EXERCISE REQUIREMENTS
If a line in the data has the string "identity", please show it.

*** Opening AVAILABLE DATA ***

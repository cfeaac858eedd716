//! The index sidecar - the provenance half of the (index, sidecar) pair.

use std::path::Path;

use governance::canonical_json_bytes;
use serde::{Deserialize, Serialize};

use crate::error::IndexError;

pub const SIDECAR_FILE: &str = "index.sidecar.json";

/// Snapshot identity carried through from the offline snapshot manifest.
#[derive(Debug, Clone, PartialEq, Eq, Serialize, Deserialize)]
pub struct SidecarSnapshot {
    pub snapshot_id: String,
    pub snapshot_sha256: String,
}

#[derive(Debug, Clone, PartialEq, Eq, Serialize, Deserialize)]
pub struct IndexSidecar {
    /// Digest of the corpus the vectors were computed from.
    pub corpus_digest: String,
    /// Embedder identity; vectors from different models never mix.
    pub embedding_model: String,
    /// From `SOURCE_DATE_EPOCH` at build time.
    pub built_at: String,
    pub doc_count: usize,
    pub snapshot: SidecarSnapshot,
}

impl IndexSidecar {
    pub fn write(&self, dir: &Path) -> Result<(), IndexError> {
        std::fs::create_dir_all(dir)?;
        let mut bytes = canonical_json_bytes(self)?;
        bytes.push(b'\n');
        std::fs::write(dir.join(SIDECAR_FILE), bytes)?;
        Ok(())
    }

    pub fn load(dir: &Path) -> Result<Self, IndexError> {
        let path = dir.join(SIDECAR_FILE);
        let bytes = std::fs::read(&path)
            .map_err(|_| IndexError::SidecarMissing(path.display().to_string()))?;
        Ok(serde_json::from_slice(&bytes)?)
    }

    /// Content hash of the sidecar itself; part of the RAG answer-cache key.
    pub fn content_hash(&self) -> Result<String, IndexError> {
        Ok(governance::sha256_hex(&canonical_json_bytes(self)?))
    }
}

*** Closing AVAILABLE DATA ***

WRITTEN RESPONSE
/// Snapshot identity carried through from the offline snapshot manifest.
    /// Embedder identity; vectors from different models never mix.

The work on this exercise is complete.